= What is required =
Look through the entries below and report every line that has "Some".
Excerpted data: Begin
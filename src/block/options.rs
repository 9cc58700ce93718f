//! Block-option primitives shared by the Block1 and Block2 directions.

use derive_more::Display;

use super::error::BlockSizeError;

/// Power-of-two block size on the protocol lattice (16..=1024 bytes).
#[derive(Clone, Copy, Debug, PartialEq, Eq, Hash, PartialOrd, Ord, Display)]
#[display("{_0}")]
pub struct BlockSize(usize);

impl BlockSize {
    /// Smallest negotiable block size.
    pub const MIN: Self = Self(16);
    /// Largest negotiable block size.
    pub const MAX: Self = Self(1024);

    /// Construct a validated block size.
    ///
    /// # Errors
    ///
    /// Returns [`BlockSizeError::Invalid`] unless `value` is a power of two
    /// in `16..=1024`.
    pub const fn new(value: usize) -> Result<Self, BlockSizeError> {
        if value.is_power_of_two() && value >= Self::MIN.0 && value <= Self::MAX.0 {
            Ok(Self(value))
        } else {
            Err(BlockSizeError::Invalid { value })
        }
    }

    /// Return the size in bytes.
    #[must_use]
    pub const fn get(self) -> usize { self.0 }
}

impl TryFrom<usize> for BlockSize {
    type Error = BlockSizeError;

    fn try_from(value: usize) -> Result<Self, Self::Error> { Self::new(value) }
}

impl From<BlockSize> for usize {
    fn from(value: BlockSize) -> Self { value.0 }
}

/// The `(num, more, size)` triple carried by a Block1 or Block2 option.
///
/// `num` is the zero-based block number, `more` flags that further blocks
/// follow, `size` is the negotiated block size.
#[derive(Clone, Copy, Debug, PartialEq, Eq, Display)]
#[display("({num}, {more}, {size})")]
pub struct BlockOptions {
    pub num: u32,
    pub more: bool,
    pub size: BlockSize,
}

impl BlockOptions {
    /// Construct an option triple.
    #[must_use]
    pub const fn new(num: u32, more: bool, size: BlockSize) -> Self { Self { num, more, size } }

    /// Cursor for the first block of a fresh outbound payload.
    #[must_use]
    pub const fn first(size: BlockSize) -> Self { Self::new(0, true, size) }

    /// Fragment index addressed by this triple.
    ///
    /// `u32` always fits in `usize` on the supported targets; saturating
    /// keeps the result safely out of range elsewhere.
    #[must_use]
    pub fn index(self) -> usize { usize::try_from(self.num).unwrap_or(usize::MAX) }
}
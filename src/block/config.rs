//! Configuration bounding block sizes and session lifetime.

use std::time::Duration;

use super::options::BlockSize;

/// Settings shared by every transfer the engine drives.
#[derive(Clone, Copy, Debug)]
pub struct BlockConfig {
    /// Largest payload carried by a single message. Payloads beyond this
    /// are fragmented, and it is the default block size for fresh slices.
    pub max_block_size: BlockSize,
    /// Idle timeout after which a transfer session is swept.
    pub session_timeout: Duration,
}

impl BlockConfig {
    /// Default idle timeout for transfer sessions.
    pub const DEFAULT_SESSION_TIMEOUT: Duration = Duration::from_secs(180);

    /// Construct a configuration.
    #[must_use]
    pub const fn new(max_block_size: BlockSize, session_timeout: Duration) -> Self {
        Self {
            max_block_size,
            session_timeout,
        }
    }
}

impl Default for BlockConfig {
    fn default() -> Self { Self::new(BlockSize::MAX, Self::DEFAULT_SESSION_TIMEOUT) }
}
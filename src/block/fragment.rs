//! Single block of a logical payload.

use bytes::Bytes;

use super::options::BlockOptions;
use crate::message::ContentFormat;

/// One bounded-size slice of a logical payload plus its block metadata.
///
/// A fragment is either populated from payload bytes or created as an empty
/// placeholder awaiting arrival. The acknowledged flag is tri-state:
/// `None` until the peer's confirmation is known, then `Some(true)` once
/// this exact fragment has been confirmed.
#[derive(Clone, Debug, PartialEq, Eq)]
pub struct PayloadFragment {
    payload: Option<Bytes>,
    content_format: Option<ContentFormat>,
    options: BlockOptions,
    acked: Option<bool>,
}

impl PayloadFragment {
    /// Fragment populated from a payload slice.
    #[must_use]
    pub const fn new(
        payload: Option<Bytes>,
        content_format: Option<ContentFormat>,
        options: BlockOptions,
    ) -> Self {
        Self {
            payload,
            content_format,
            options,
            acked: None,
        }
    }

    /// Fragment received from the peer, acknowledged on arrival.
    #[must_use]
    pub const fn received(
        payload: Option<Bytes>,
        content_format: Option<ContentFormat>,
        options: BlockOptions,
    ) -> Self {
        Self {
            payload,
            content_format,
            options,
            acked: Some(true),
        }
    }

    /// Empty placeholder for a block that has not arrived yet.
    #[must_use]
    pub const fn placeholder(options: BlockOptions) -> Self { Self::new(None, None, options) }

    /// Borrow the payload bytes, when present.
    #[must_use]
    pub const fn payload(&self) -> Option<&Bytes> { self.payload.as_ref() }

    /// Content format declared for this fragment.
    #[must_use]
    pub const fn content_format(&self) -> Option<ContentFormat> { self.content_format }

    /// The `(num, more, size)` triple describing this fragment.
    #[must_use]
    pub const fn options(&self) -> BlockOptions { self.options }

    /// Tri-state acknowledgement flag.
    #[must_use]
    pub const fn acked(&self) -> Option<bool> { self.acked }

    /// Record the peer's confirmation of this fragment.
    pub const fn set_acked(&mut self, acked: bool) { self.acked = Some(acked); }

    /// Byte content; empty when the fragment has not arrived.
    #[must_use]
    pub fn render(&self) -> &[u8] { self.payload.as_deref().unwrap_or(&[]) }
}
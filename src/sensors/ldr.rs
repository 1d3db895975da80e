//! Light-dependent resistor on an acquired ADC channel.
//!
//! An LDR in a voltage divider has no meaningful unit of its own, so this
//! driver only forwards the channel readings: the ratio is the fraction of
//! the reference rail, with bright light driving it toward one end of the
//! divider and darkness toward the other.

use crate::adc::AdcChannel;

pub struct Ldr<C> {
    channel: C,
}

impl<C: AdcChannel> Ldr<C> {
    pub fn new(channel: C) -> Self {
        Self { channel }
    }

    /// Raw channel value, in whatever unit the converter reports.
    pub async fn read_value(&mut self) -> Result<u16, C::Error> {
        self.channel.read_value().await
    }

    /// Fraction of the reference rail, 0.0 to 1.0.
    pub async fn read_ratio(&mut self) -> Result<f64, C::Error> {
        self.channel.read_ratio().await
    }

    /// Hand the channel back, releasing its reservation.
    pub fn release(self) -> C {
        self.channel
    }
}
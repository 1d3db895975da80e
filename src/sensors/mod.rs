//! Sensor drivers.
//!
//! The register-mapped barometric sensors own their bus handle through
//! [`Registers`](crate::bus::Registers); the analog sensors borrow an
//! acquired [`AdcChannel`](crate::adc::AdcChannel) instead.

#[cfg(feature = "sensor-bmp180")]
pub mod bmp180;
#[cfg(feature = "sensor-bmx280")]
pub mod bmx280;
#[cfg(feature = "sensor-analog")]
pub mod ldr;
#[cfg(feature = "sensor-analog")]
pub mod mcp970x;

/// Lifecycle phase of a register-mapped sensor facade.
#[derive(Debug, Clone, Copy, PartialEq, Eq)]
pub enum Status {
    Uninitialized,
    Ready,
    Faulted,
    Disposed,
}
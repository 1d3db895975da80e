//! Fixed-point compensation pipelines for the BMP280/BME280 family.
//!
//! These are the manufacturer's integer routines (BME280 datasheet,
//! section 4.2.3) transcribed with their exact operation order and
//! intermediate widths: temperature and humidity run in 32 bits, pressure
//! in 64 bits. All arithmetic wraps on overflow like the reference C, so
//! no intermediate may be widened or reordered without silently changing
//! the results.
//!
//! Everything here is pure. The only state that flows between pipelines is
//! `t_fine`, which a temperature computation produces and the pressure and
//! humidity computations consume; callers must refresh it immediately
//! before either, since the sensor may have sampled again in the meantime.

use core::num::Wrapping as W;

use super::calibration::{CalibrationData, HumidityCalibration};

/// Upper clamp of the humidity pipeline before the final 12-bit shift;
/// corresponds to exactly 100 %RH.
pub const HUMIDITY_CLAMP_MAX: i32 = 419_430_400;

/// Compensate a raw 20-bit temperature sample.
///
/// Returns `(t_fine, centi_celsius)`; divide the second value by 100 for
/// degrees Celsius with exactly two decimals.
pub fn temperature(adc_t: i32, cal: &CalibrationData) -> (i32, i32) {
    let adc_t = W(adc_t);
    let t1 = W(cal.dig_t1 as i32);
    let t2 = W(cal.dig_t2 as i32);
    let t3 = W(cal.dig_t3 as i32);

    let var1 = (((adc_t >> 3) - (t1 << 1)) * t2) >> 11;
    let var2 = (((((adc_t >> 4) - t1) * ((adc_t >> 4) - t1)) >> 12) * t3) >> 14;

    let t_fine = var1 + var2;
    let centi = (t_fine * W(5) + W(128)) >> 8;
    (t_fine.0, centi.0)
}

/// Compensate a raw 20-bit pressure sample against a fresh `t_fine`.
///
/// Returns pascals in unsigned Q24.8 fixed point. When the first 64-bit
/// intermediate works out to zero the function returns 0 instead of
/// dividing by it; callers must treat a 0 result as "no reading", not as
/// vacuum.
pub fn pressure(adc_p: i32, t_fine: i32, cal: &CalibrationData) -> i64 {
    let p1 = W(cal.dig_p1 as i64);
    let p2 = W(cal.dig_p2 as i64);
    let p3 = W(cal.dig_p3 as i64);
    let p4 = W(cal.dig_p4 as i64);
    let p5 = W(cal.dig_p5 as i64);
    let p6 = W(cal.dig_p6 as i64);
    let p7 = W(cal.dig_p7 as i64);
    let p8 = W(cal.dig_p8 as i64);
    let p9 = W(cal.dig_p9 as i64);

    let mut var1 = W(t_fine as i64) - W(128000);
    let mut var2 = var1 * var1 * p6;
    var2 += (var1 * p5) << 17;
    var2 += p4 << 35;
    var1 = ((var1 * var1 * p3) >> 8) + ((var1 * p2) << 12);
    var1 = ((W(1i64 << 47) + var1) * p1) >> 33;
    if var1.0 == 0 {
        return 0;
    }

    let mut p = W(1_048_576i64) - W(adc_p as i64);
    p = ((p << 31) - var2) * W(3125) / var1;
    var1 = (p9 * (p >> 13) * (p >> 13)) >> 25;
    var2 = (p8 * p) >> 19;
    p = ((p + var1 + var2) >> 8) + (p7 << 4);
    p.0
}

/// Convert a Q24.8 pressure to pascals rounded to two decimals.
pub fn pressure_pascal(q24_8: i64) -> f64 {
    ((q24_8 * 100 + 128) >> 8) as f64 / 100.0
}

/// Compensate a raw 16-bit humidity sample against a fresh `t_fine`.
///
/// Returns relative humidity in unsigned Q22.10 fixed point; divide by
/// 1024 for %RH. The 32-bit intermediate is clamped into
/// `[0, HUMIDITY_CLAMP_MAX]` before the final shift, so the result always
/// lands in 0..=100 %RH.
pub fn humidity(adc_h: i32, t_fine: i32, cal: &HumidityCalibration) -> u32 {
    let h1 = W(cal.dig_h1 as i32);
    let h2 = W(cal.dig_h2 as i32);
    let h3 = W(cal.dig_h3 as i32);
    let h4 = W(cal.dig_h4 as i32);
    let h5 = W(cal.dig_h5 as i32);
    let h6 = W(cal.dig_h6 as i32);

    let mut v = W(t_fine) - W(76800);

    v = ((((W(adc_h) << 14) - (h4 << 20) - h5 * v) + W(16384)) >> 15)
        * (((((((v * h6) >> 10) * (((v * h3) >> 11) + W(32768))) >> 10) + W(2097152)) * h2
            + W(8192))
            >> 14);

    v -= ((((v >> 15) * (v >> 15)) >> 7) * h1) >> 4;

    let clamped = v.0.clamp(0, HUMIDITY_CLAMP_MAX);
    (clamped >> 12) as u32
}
Excerpted data: End
= Result =
/// `None` until the peer's confirmation is known, then `Some(true)` once
            acked: Some(true),
    pub const fn set_acked(&mut self, acked: bool) { self.acked = Some(acked); }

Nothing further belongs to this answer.